I was in college then but spent time on the farm during holidays and helped haul brush, paint barns, and weed the garden my folks established with the aid of my grandfather's aged tiller. The little red and gray Ford tractor from the Calloway farm took up residence and the brush hog was put to use. I walked the fields with my father to hear of his plans for rebuilding the battered fields, fencing the ponds and designing a cattle handling facility in the lots around the barn. My parents used every bit of the aged manure in the barn to doctor the garden spot near the house; interestingly enough, it was very nice soil for mid Missouri. There was the requisite percentage of chert chunks, but not the tendency to slab. I'm spoiled now, of course; when I dig here at home, I may turn up chunks of brick, but I can hardly remember what its like to hit rock!
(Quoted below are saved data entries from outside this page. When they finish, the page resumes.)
//! Per-phase status, readiness and overall workflow progress.
//!
//! Nothing here is cached: every call reads the artifacts again, so the
//! answer always reflects the filesystem at call time.

use super::schema::{PhaseDefinition, PhaseSchema};
use crate::allowlist::check_allow_list_document;
use crate::core::{Severity, Violation, ViolationKind};
use crate::document;
use crate::errors::Result;
use crate::io::FileSystem;
use chrono::{DateTime, Utc};
use serde::Serialize;
use std::fmt;
use std::path::{Path, PathBuf};
use std::sync::Arc;

pub const DEFAULT_COMPLETION_THRESHOLD: f64 = 0.8;

#[derive(Clone, Copy, Debug, PartialEq, Eq, Serialize)]
#[serde(rename_all = "snake_case")]
pub enum PhaseState {
    NotStarted,
    /// Artifact exists but could not be read as text.
    ArtifactPresentUnscored,
    ScoredIncomplete,
    ScoredComplete,
}

impl PhaseState {
    pub fn is_complete(&self) -> bool {
        matches!(self, PhaseState::ScoredComplete)
    }

    pub fn is_started(&self) -> bool {
        !matches!(self, PhaseState::NotStarted)
    }
}

/// Snapshot of one phase, derived from its artifact.
#[derive(Clone, Debug, PartialEq, Serialize)]
pub struct PhaseStatus {
    pub id: String,
    pub ordinal: u32,
    pub artifact_path: PathBuf,
    pub artifact_exists: bool,
    /// Fraction of required sections present; 0 when absent or unreadable.
    pub completeness: f64,
    pub state: PhaseState,
    pub dependencies_satisfied: bool,
    #[serde(skip_serializing_if = "Option::is_none")]
    pub last_modified: Option<DateTime<Utc>>,
}

/// Pass/fail plus the violations behind it.
#[derive(Clone, Debug, Default, PartialEq, Serialize)]
pub struct PhaseVerdict {
    pub passed: bool,
    pub violations: Vec<Violation>,
}

impl PhaseVerdict {
    fn from_gating(violations: Vec<Violation>) -> Self {
        Self {
            passed: !violations.iter().any(Violation::blocks_readiness),
            violations,
        }
    }
}

#[derive(Clone, Debug, PartialEq, Eq, Serialize)]
#[serde(tag = "action", rename_all = "snake_case")]
pub enum NextAction {
    Execute { phase: String },
    ResolveBlockingIssues { phase: String },
}

impl NextAction {
    pub fn phase(&self) -> &str {
        match self {
            NextAction::Execute { phase } | NextAction::ResolveBlockingIssues { phase } => phase,
        }
    }
}

impl fmt::Display for NextAction {
    fn fmt(&self, f: &mut fmt::Formatter<'_>) -> fmt::Result {
        match self {
            NextAction::Execute { phase } => write!(f, "execute {phase}"),
            NextAction::ResolveBlockingIssues { phase } => {
                write!(f, "resolve blocking issues for {phase}")
            }
        }
    }
}

#[derive(Clone, Debug, PartialEq, Serialize)]
pub struct WorkflowStatus {
    pub project_name: String,
    /// Highest ordinal among complete phases, 0 when none.
    pub current_phase: u32,
    pub completion_percentage: f64,
    pub phases: Vec<PhaseStatus>,
    pub next_action: Option<NextAction>,
    pub blocking_issues: Vec<Violation>,
    pub ready_for_downstream: bool,
}

pub struct PhaseGraph {
    schema: Arc<PhaseSchema>,
    fs: Arc<dyn FileSystem>,
    project_name: String,
    artifact_dir: PathBuf,
    completion_threshold: f64,
    allow_list_file: String,
    check_allow_list: bool,
}

impl PhaseGraph {
    /// Artifacts live in `{design_docs_root}/{project_name}/`, or directly in
    /// the docs root when the project name is empty.
    pub fn new(
        schema: Arc<PhaseSchema>,
        fs: Arc<dyn FileSystem>,
        design_docs_root: impl AsRef<Path>,
        project_name: impl Into<String>,
    ) -> Self {
        let project_name = project_name.into();
        let root = design_docs_root.as_ref();
        let artifact_dir = if project_name.is_empty() {
            root.to_path_buf()
        } else {
            root.join(&project_name)
        };
        let allow_list_file = schema.allow_list_file.clone();

        Self {
            schema,
            fs,
            project_name,
            artifact_dir,
            completion_threshold: DEFAULT_COMPLETION_THRESHOLD,
            allow_list_file,
            check_allow_list: true,
        }
    }

    pub fn with_completion_threshold(mut self, threshold: f64) -> Self {
        self.completion_threshold = threshold;
        self
    }

    pub fn with_allow_list_file(mut self, file_name: impl Into<String>) -> Self {
        self.allow_list_file = file_name.into();
        self
    }

    /// Toggle the allow-list side check for dependency-sensitive phases.
    pub fn with_allow_list_check(mut self, enabled: bool) -> Self {
        self.check_allow_list = enabled;
        self
    }

    pub fn schema(&self) -> &PhaseSchema {
        &self.schema
    }

    pub fn artifact_dir(&self) -> &Path {
        &self.artifact_dir
    }

    pub fn artifact_path(&self, phase: &PhaseDefinition) -> PathBuf {
        self.artifact_dir.join(&phase.output_file)
    }

    pub fn allow_list_path(&self) -> PathBuf {
        self.artifact_dir.join(&self.allow_list_file)
    }

    /// Artifact facts only; dependency satisfaction is filled in by callers.
    fn artifact_status(&self, phase: &PhaseDefinition) -> PhaseStatus {
        let artifact_path = self.artifact_path(phase);
        let artifact_exists = self.fs.is_file(&artifact_path);

        let (completeness, state) = if !artifact_exists {
            (0.0, PhaseState::NotStarted)
        } else {
            match self.fs.read_to_string(&artifact_path) {
                Ok(content) => {
                    let score = document::score(&content, &phase.required_sections);
                    let state = if score >= self.completion_threshold {
                        PhaseState::ScoredComplete
                    } else {
                        PhaseState::ScoredIncomplete
                    };
                    (score, state)
                }
                Err(e) => {
                    tracing::warn!(
                        phase = %phase.id,
                        path = %artifact_path.display(),
                        error = %e,
                        "Artifact present but unreadable"
                    );
                    (0.0, PhaseState::ArtifactPresentUnscored)
                }
            }
        };

        let last_modified = artifact_exists
            .then(|| self.fs.modified(&artifact_path))
            .flatten()
            .map(DateTime::<Utc>::from);

        PhaseStatus {
            id: phase.id.clone(),
            ordinal: phase.ordinal,
            artifact_path,
            artifact_exists,
            completeness,
            state,
            dependencies_satisfied: false,
            last_modified,
        }
    }

    fn deps_satisfied(&self, phase: &PhaseDefinition) -> bool {
        phase.depends_on.iter().all(|dep| {
            self.schema
                .get(dep)
                .is_some_and(|def| self.artifact_status(def).state.is_complete())
        })
    }

    pub fn status_of(&self, id: &str) -> Result<PhaseStatus> {
        let phase = self.schema.require(id)?;
        let mut status = self.artifact_status(phase);
        status.dependencies_satisfied = self.deps_satisfied(phase);
        Ok(status)
    }

    /// True iff every prerequisite is scored complete.
    pub fn dependencies_satisfied(&self, id: &str) -> Result<bool> {
        let phase = self.schema.require(id)?;
        Ok(self.deps_satisfied(phase))
    }

    pub fn readiness(&self, id: &str) -> Result<PhaseVerdict> {
        let phase = self.schema.require(id)?;
        let mut violations = Vec::new();

        for dep_id in &phase.depends_on {
            let dep = self.schema.require(dep_id)?;
            let dep_status = self.artifact_status(dep);
            match dep_status.state {
                PhaseState::ScoredComplete => {}
                PhaseState::NotStarted => violations.push(
                    Violation::new(
                        &phase.id,
                        ViolationKind::MissingDependency,
                        Severity::Critical,
                        format!("Dependency '{dep_id}' has not completed"),
                    )
                    .with_remediation(self.upstream_remediation(dep))
                    .with_remediation("Ensure output document is generated"),
                ),
                PhaseState::ArtifactPresentUnscored | PhaseState::ScoredIncomplete => violations.push(
                    Violation::new(
                        &phase.id,
                        ViolationKind::IncompleteDependency,
                        Severity::High,
                        format!(
                            "Dependency '{dep_id}' document is incomplete ({:.1}%)",
                            dep_status.completeness * 100.0
                        ),
                    )
                    .with_remediation(format!(
                        "Complete all required sections in {}",
                        dep_status.artifact_path.display()
                    )),
                ),
            }
        }

        if phase.requires_allow_list && self.check_allow_list {
            violations.extend(check_allow_list_document(
                self.fs.as_ref(),
                &self.allow_list_path(),
                self.schema.allow_list_owner(),
            ));
        }

        let verdict = PhaseVerdict::from_gating(violations);
        tracing::debug!(phase = id, ready = verdict.passed, "Evaluated readiness");
        Ok(verdict)
    }

    /// Artifact checks for every phase at `ordinal`.
    pub fn validate_phase_completion(&self, ordinal: u32) -> PhaseVerdict {
        let phases = self.schema.at_ordinal(ordinal);
        if phases.is_empty() {
            return PhaseVerdict {
                passed: false,
                violations: vec![Violation::new(
                    "workflow",
                    ViolationKind::InvalidPhase,
                    Severity::Critical,
                    format!("Phase {ordinal} does not exist"),
                )],
            };
        }

        let violations: Vec<Violation> = phases
            .into_iter()
            .filter_map(|phase| self.completion_violation(&self.artifact_status(phase)))
            .collect();

        PhaseVerdict {
            passed: violations.is_empty(),
            violations,
        }
    }

    fn completion_violation(&self, status: &PhaseStatus) -> Option<Violation> {
        match status.state {
            PhaseState::ScoredComplete => None,
            PhaseState::NotStarted => Some(
                Violation::new(
                    &status.id,
                    ViolationKind::IncompleteArtifact,
                    Severity::Critical,
                    "Phase has not generated its output document",
                )
                .with_remediation(format!("Create {}", status.artifact_path.display())),
            ),
            PhaseState::ArtifactPresentUnscored | PhaseState::ScoredIncomplete => {
                let missing = self.missing_sections(status);
                let remediation = if missing.is_empty() {
                    format!(
                        "Complete all required sections in {}",
                        status.artifact_path.display()
                    )
                } else {
                    format!(
                        "Add the missing sections to {}: {}",
                        status.artifact_path.display(),
                        missing.join(", ")
                    )
                };
                Some(
                    Violation::new(
                        &status.id,
                        ViolationKind::IncompleteDocument,
                        Severity::High,
                        format!("Document only {:.1}% complete", status.completeness * 100.0),
                    )
                    .with_remediation(remediation),
                )
            }
        }
    }

    /// Required sections absent from the phase's artifact. Empty when the
    /// artifact cannot be read.
    fn missing_sections(&self, status: &PhaseStatus) -> Vec<String> {
        let Some(phase) = self.schema.get(&status.id) else {
            return Vec::new();
        };
        match self.fs.read_to_string(&status.artifact_path) {
            Ok(content) => document::missing_sections(&content, &phase.required_sections)
                .into_iter()
                .map(str::to_string)
                .collect(),
            Err(_) => Vec::new(),
        }
    }

    /// "Execute" step for an unfinished dependency, naming every incomplete
    /// phase upstream of it in ordinal order.
    fn upstream_remediation(&self, dep: &PhaseDefinition) -> String {
        let mut pending: Vec<&PhaseDefinition> = self
            .schema
            .transitive_dependencies(&dep.id)
            .into_iter()
            .filter_map(|id| self.schema.get(id))
            .filter(|phase| !self.artifact_status(phase).state.is_complete())
            .collect();
        if pending.is_empty() {
            return format!("Execute {} first", dep.id);
        }
        pending.push(dep);
        pending.sort_by_key(|phase| phase.ordinal);
        let order: Vec<&str> = pending.iter().map(|phase| phase.id.as_str()).collect();
        format!("Execute phases in order: {}", order.join(", "))
    }

    pub fn overall_status(&self) -> Result<WorkflowStatus> {
        let _span = tracing::info_span!("overall_status", project = %self.project_name).entered();

        let mut phases: Vec<PhaseStatus> = self
            .schema
            .phases
            .iter()
            .map(|phase| self.artifact_status(phase))
            .collect();
        for (status, def) in phases.iter_mut().zip(&self.schema.phases) {
            status.dependencies_satisfied = self.deps_satisfied(def);
        }

        let complete: Vec<&PhaseStatus> = phases.iter().filter(|s| s.state.is_complete()).collect();
        let completion_percentage = 100.0 * complete.len() as f64 / phases.len() as f64;
        let current_phase = complete.iter().map(|s| s.ordinal).max().unwrap_or(0);
        let ready_for_downstream = phases
            .iter()
            .filter(|s| s.ordinal <= self.schema.design_boundary)
            .all(|s| s.state.is_complete());

        let mut next_action = None;
        let mut blocking_issues = Vec::new();
        if let Some(pending) = phases.iter().find(|s| !s.state.is_complete()) {
            let readiness = self.readiness(&pending.id)?;
            blocking_issues.extend(readiness.violations.into_iter().filter(|v| v.blocking));

            next_action = Some(if !pending.state.is_started() && readiness.passed {
                NextAction::Execute {
                    phase: pending.id.clone(),
                }
            } else {
                blocking_issues.extend(self.completion_violation(pending).filter(|_| pending.state.is_started()));
                NextAction::ResolveBlockingIssues {
                    phase: pending.id.clone(),
                }
            });
        }

        tracing::info!(
            completion = completion_percentage,
            current_phase,
            blocking = blocking_issues.len(),
            "Computed workflow status"
        );

        Ok(WorkflowStatus {
            project_name: self.project_name.clone(),
            current_phase,
            completion_percentage,
            phases,
            next_action,
            blocking_issues,
            ready_for_downstream,
        })
    }
}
Our family visits were joyful occasions. An orchard marched in tidy rows in the field south of the house. North of the house, a well maintained hay field had replaced the milo. Up on the ride beyond the creek grew a new warm season grass pasture. We would pick walnuts in the fall, hike the creek, or down the road to the bottom, or through the woods to see the big new house the neighbor had built. We would walk behind my mom's new four wheeler to pick boxes of apples to take home or store in the market. At Christmas time we'd fill the house with family, Laura and Mark in the library, Blake and I in the big blue guest room, Lee and Ann in the little alleyway bedroom in between. Ben slept in our big room when he was a baby, but graduated to the day bed in Grandpa's ham shack when he was older. The wood stoves would crackle; the propane stoves would glow and our boisterous family would fill every room with laughter and noise.
The orchard is much reduced now: advancing years and the unforgiving humidity of Missouri both contributed. But the cattle facilities are still used, the pastures maintained and the sprouts and windfalls held at bay. The milking parlor is now an observatory and the market still serves as a shady spot for a mid morning refreshment and summering houseplants. The basement is a proxy for a life of varied interests: canning jars of fruits, QSL cards from all over the world; a virtual operating museum of old radio equipment, some hand crafted; a library of music and collection of instruments; a full ping pong table sized model train display with my mother's childhood train and the Missouri river bluffs as scenery; a wood stove to keep all dry and cozy in the wintertime.